(Data entries)
********************
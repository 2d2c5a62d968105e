pub mod api;
pub mod canvas;
pub mod config;
pub mod engine;
pub mod entities;
pub mod error;
pub mod external;
pub mod format;
pub mod server;

#[cfg(test)]
mod testing;
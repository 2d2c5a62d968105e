use serde::{Deserialize, Serialize};
use uuid::Uuid;

use crate::entities::Coordinates;

pub type WidgetId = Uuid;

#[derive(Clone, Debug, PartialEq, Serialize, Deserialize)]
#[serde(tag = "kind", rename_all = "snake_case")]
pub enum Widget {
    Marker(Marker),
    Polyline(Polyline),
}

#[derive(Clone, Debug, PartialEq, Serialize, Deserialize)]
pub struct Marker {
    pub position: Coordinates,
    pub color: String,
    /// 1-based label drawn inside the marker.
    pub number: usize,
}

impl Marker {
    pub fn numbered(position: Coordinates, number: usize) -> Self {
        Self {
            position,
            color: "red".into(),
            number,
        }
    }
}

#[derive(Clone, Copy, Debug, PartialEq, Eq, Serialize, Deserialize)]
#[serde(rename_all = "snake_case")]
pub enum LinePattern {
    Solid,
}

#[derive(Clone, Debug, PartialEq, Serialize, Deserialize)]
pub struct LineStyle {
    pub color: String,
    pub width: u32,
    pub pattern: LinePattern,
    pub opacity: f64,
}

impl Default for LineStyle {
    fn default() -> Self {
        Self {
            color: "green".into(),
            width: 4,
            pattern: LinePattern::Solid,
            opacity: 0.7,
        }
    }
}

#[derive(Clone, Debug, PartialEq, Serialize, Deserialize)]
pub struct Polyline {
    pub path: Vec<Coordinates>,
    pub style: LineStyle,
}

impl Polyline {
    pub fn new(path: Vec<Coordinates>) -> Self {
        Self {
            path,
            style: LineStyle::default(),
        }
    }
}

#[derive(Clone, Copy, Debug, PartialEq, Serialize, Deserialize)]
pub struct Viewport {
    pub center: Coordinates,
    pub zoom: f64,
}

#[test]
fn numbered_markers_are_red() {
    let marker = Marker::numbered(Coordinates::new(35.7, 139.7), 1);

    assert_eq!(marker.color, "red");
    assert_eq!(marker.number, 1);
}

#[test]
fn widget_serializes_with_kind_tag() {
    let widget = Widget::Polyline(Polyline::new(vec![Coordinates::new(35.7, 139.7)]));
    let json = serde_json::to_value(&widget).unwrap();

    assert_eq!(json["kind"], "polyline");
    assert_eq!(json["style"]["color"], "green");
    assert_eq!(json["style"]["width"], 4);
    assert_eq!(json["style"]["pattern"], "solid");
}
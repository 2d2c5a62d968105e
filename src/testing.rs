//! Stand-ins for the route API and the map canvas used across the unit tests.

use async_trait::async_trait;
use axum::{extract::Extension, http::HeaderMap, http::StatusCode, routing::post, Json, Router};
use serde_json::{json, Value};
use std::collections::VecDeque;
use std::net::SocketAddr;
use std::sync::{Arc, Mutex};
use tokio::sync::Notify;
use uuid::Uuid;

use crate::{
    api::RouteAPI,
    canvas::{MapCanvas, TextDisplay, DISTANCE_ELEMENT_ID, TIME_ELEMENT_ID},
    entities::{
        compute_bounds, Coordinates, DepartureTime, Marker, Polyline, RouteResult, Viewport,
        Widget, WidgetId,
    },
    error::{missing_display_sink_error, Error},
    external::route_mbn::{DrivePtpParams, DRIVE_PTP_PATH},
};

/// Success envelope of the drive_ptp API; each link is a list of `[lng, lat]`.
pub fn route_response(time: f64, distance: f64, links: &[&[[f64; 2]]]) -> Value {
    let link: Vec<Value> = links
        .iter()
        .map(|coordinates| json!({ "line": { "coordinates": coordinates } }))
        .collect();

    json!({
        "ret": {
            "status": "OK",
            "message": {
                "result": {
                    "item": [{ "route": { "time": time, "distance": distance, "link": link } }]
                }
            }
        }
    })
}

#[derive(Clone, Debug)]
pub struct SeenRequest {
    pub api_key: Option<String>,
    pub params: DrivePtpParams,
}

struct FixtureState {
    status: StatusCode,
    body: Value,
    seen: Mutex<Vec<SeenRequest>>,
}

/// Local HTTP server answering drive_ptp with a canned response.
pub struct RouteFixture {
    addr: SocketAddr,
    state: Arc<FixtureState>,
}

async fn drive_ptp(
    Extension(state): Extension<Arc<FixtureState>>,
    headers: HeaderMap,
    Json(params): Json<DrivePtpParams>,
) -> (StatusCode, Json<Value>) {
    let api_key = headers
        .get("x-api-key")
        .and_then(|value| value.to_str().ok())
        .map(String::from);

    state.seen.lock().unwrap().push(SeenRequest { api_key, params });

    (state.status, Json(state.body.clone()))
}

impl RouteFixture {
    pub async fn serve(body: Value) -> Self {
        Self::start(StatusCode::OK, body).await
    }

    pub async fn serve_status(status: StatusCode) -> Self {
        Self::start(status, json!({ "error": "unavailable" })).await
    }

    async fn start(status: StatusCode, body: Value) -> Self {
        let state = Arc::new(FixtureState {
            status,
            body,
            seen: Mutex::new(vec![]),
        });

        let app = Router::new()
            .route(DRIVE_PTP_PATH, post(drive_ptp))
            .layer(Extension(state.clone()));

        let server = axum::Server::bind(&SocketAddr::from(([127, 0, 0, 1], 0)))
            .serve(app.into_make_service());
        let addr = server.local_addr();
        tokio::spawn(server);

        Self { addr, state }
    }

    pub fn base_url(&self) -> String {
        format!("http://{}", self.addr)
    }

    pub fn requests(&self) -> Vec<SeenRequest> {
        self.state.seen.lock().unwrap().clone()
    }
}

struct Step {
    gate: Option<Arc<Notify>>,
    result: Result<RouteResult, Error>,
}

/// Scripted route API: answers calls in order, optionally waiting on a gate.
#[derive(Clone, Default)]
pub struct StubRoutes {
    steps: Arc<Mutex<VecDeque<Step>>>,
    departures: Arc<Mutex<Vec<DepartureTime>>>,
}

impl StubRoutes {
    pub fn answer(self, result: Result<RouteResult, Error>) -> Self {
        self.steps.lock().unwrap().push_back(Step { gate: None, result });
        self
    }

    pub fn answer_after(self, gate: Arc<Notify>, result: Result<RouteResult, Error>) -> Self {
        self.steps.lock().unwrap().push_back(Step {
            gate: Some(gate),
            result,
        });
        self
    }

    pub fn departures(&self) -> Vec<DepartureTime> {
        self.departures.lock().unwrap().clone()
    }
}

#[async_trait]
impl RouteAPI for StubRoutes {
    async fn request_route(
        &self,
        _origin: Coordinates,
        _destination: Coordinates,
        departure_time: &DepartureTime,
    ) -> Result<RouteResult, Error> {
        self.departures.lock().unwrap().push(departure_time.clone());

        let step = self
            .steps
            .lock()
            .unwrap()
            .pop_front()
            .expect("no scripted route response left");

        if let Some(gate) = step.gate {
            gate.notified().await;
        }

        step.result
    }
}

#[derive(Clone, Debug, PartialEq)]
pub enum CanvasOp {
    AddMarker(WidgetId, Marker),
    AddPolyline(WidgetId, Polyline),
    Remove(WidgetId),
    SetCenter(Coordinates),
    SetZoom(f64),
    SetText(String, String),
}

/// Canvas that only records what was asked of it.
#[derive(Clone)]
pub struct RecordingCanvas {
    log: Arc<Mutex<Vec<CanvasOp>>>,
    elements: Vec<String>,
}

impl Default for RecordingCanvas {
    fn default() -> Self {
        Self::with_elements(&[TIME_ELEMENT_ID, DISTANCE_ELEMENT_ID])
    }
}

impl RecordingCanvas {
    pub fn with_elements(element_ids: &[&str]) -> Self {
        Self {
            log: Arc::new(Mutex::new(vec![])),
            elements: element_ids.iter().map(|id| id.to_string()).collect(),
        }
    }

    pub fn ops(&self) -> Vec<CanvasOp> {
        self.log.lock().unwrap().clone()
    }

    pub fn markers(&self) -> Vec<Marker> {
        self.ops()
            .into_iter()
            .filter_map(|op| match op {
                CanvasOp::AddMarker(_, marker) => Some(marker),
                _ => None,
            })
            .collect()
    }

    pub fn polylines(&self) -> Vec<(WidgetId, Polyline)> {
        self.ops()
            .into_iter()
            .filter_map(|op| match op {
                CanvasOp::AddPolyline(id, polyline) => Some((id, polyline)),
                _ => None,
            })
            .collect()
    }

    pub fn texts(&self, element_id: &str) -> Vec<String> {
        self.ops()
            .into_iter()
            .filter_map(|op| match op {
                CanvasOp::SetText(id, text) if id == element_id => Some(text),
                _ => None,
            })
            .collect()
    }

    fn record(&self, op: CanvasOp) {
        self.log.lock().unwrap().push(op);
    }
}

pub const FITTED_ZOOM: f64 = 16.0;

impl MapCanvas for RecordingCanvas {
    fn add_widget(&mut self, widget: Widget) -> Result<WidgetId, Error> {
        let id = Uuid::new_v4();
        match widget {
            Widget::Marker(marker) => self.record(CanvasOp::AddMarker(id, marker)),
            Widget::Polyline(polyline) => self.record(CanvasOp::AddPolyline(id, polyline)),
        }
        Ok(id)
    }

    fn remove_widget(&mut self, id: WidgetId) -> Result<(), Error> {
        self.record(CanvasOp::Remove(id));
        Ok(())
    }

    fn set_center(&mut self, center: Coordinates) {
        self.record(CanvasOp::SetCenter(center));
    }

    fn set_zoom(&mut self, zoom: f64) -> f64 {
        self.record(CanvasOp::SetZoom(zoom));
        zoom
    }

    fn adjust_zoom(&self, coordinates: &[Coordinates]) -> Result<Viewport, Error> {
        Ok(Viewport {
            center: compute_bounds(coordinates)?.center(),
            zoom: FITTED_ZOOM,
        })
    }
}

impl TextDisplay for RecordingCanvas {
    fn set_text(&mut self, element_id: &str, text: &str) -> Result<(), Error> {
        if !self.elements.iter().any(|id| id == element_id) {
            return Err(missing_display_sink_error(element_id));
        }

        self.record(CanvasOp::SetText(element_id.into(), text.into()));
        Ok(())
    }
}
********************
Please state how many lines of the data hold the string "enum", with nothing else in your reply.

COMPLETED EXERCISE: 3